Bush, 48, joined the company in 1987, and rose to positions of increasing responsibility, including serving as sector president, chief financial officer, and most recently president and chief operating officer. Bush earned bachelor’s and master’s degrees in electrical engineering from the Massachusetts Institute of Technology. He also is a graduate of UCLA’s Executive Management Program.

Coleman, 67, was elected to the Northrop Grumman Board of Directors in 2001. He is president and chief financial officer of DreamWorks Animation SKG. He was formerly chairman of Banc of America Securities L.L.C., a subsidiary of Bank of America Corporation.

Northrop Grumman Corporation is a leading global security company whose 120,000 employees provide innovative systems, products, and solutions in aerospace, electronics, information systems, shipbuilding and technical services to government and commercial customers worldwide.
Statements in this release, other than statements of historical fact, constitute "forward-looking statements" within the meaning of the Private Securities Litigation Reform Act of 1995. These statements are not guarantees of future performance and involve certain risks and uncertainties.
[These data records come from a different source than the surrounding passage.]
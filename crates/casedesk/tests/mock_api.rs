//! Mock backend tests for the casedesk library.
//!
//! These tests use wiremock to stand in for the case-management API and
//! exercise the gateway's token handling, the wrappers and the stores.

use std::sync::{Arc, Mutex};
use std::time::Duration;

use casedesk::auth::{ACCESS_TOKEN_KEY, AccessToken, REFRESH_TOKEN_KEY, RefreshToken};
use casedesk::error::{AuthError, Error, TransportError};
use casedesk::gateway::{ApiRequest, FilePart};
use casedesk::models::{
    CaseStatus, CaseUpdate, DocumentType, DocumentUpload, ListParams, NewCase, CaseType,
};
use casedesk::router::RouteName;
use casedesk::{
    ApiUrl, Client, ClientConfig, CredentialStore, Credentials, Gateway, MemoryStore, Navigation,
    Navigator, Router, SessionContext,
};
use serde_json::{Value, json};
use wiremock::matchers::{body_json, body_string_contains, header, method, path, query_param};
use wiremock::{Mock, MockServer, ResponseTemplate};

// ============================================================================
// Helpers
// ============================================================================

/// Navigator that records every request it receives.
#[derive(Debug, Default)]
struct RecordingNavigator {
    calls: Mutex<Vec<Navigation>>,
}

impl RecordingNavigator {
    fn calls(&self) -> Vec<Navigation> {
        self.calls.lock().unwrap().clone()
    }
}

impl Navigator for RecordingNavigator {
    fn navigate(&self, to: Navigation) {
        self.calls.lock().unwrap().push(to);
    }
}

/// Helper to create an API URL from a mock server.
fn mock_api_url(server: &MockServer) -> ApiUrl {
    ApiUrl::new(format!("http://127.0.0.1:{}", server.address().port())).unwrap()
}

fn mock_config(server: &MockServer) -> ClientConfig {
    ClientConfig::new(mock_api_url(server)).with_timeout(Duration::from_secs(5))
}

fn store_with(access: Option<&str>, refresh: Option<&str>) -> Arc<MemoryStore> {
    let mut entries = Vec::new();
    if let Some(access) = access {
        entries.push((ACCESS_TOKEN_KEY, access));
    }
    if let Some(refresh) = refresh {
        entries.push((REFRESH_TOKEN_KEY, refresh));
    }
    Arc::new(MemoryStore::with_entries(entries))
}

struct Harness {
    client: Client,
    store: Arc<MemoryStore>,
    navigator: Arc<RecordingNavigator>,
}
Actual results could differ materially due to factors such as: the effect of economic conditions in the United States and globally; access to capital; future sales and cash flows; timing of cash receipts; effective tax rates and timing and amounts of tax payments; returns on pension plan assets, interest and discount rates and other changes that may impact pension plan assumptions; the outcome of litigation, claims, audits, appeals, bid protests and investigations; hurricane-related insurance recoveries; costs of environmental remediation; our relationships with labor unions; availability and retention of qualified personnel; costs of capital investments; changes in organizational structure and reporting segments; risks associated with acquisitions, dispositions, joint ventures and other business arrangements; possible impairments of goodwill or other intangible assets; effects of legislation, rulemaking, and changes in accounting, tax or defense procurement; changes in government and customer priorities and requirements (including, government budgetary constraints, shifts in defense spending, changes in import and export policies, changes in customer short-range and long-range plans); acquisition or termination of contracts; technical, operational or quality setbacks in contract performance; issues with, and financial viability of, key suppliers and subcontractors; availability of materials and supplies; controlling costs of fixed-price development programs; contractual performance relief and the application of cost sharing terms; allowability and allocability of costs under U.S. Government contracts; progress and acceptance of new products and technology; domestic and international competition; legal, financial and governmental risks related to international transactions; potential security threats, natural disasters and other disruptions not under our control; and other risk factors disclosed in our filings with the Securities and Exchange Commission.

These forward-looking statements speak only as of the date of this release and we undertake no obligation to publicly update or revise any forward-looking statements, whether as a result of new information, future events or otherwise, except as required by applicable law.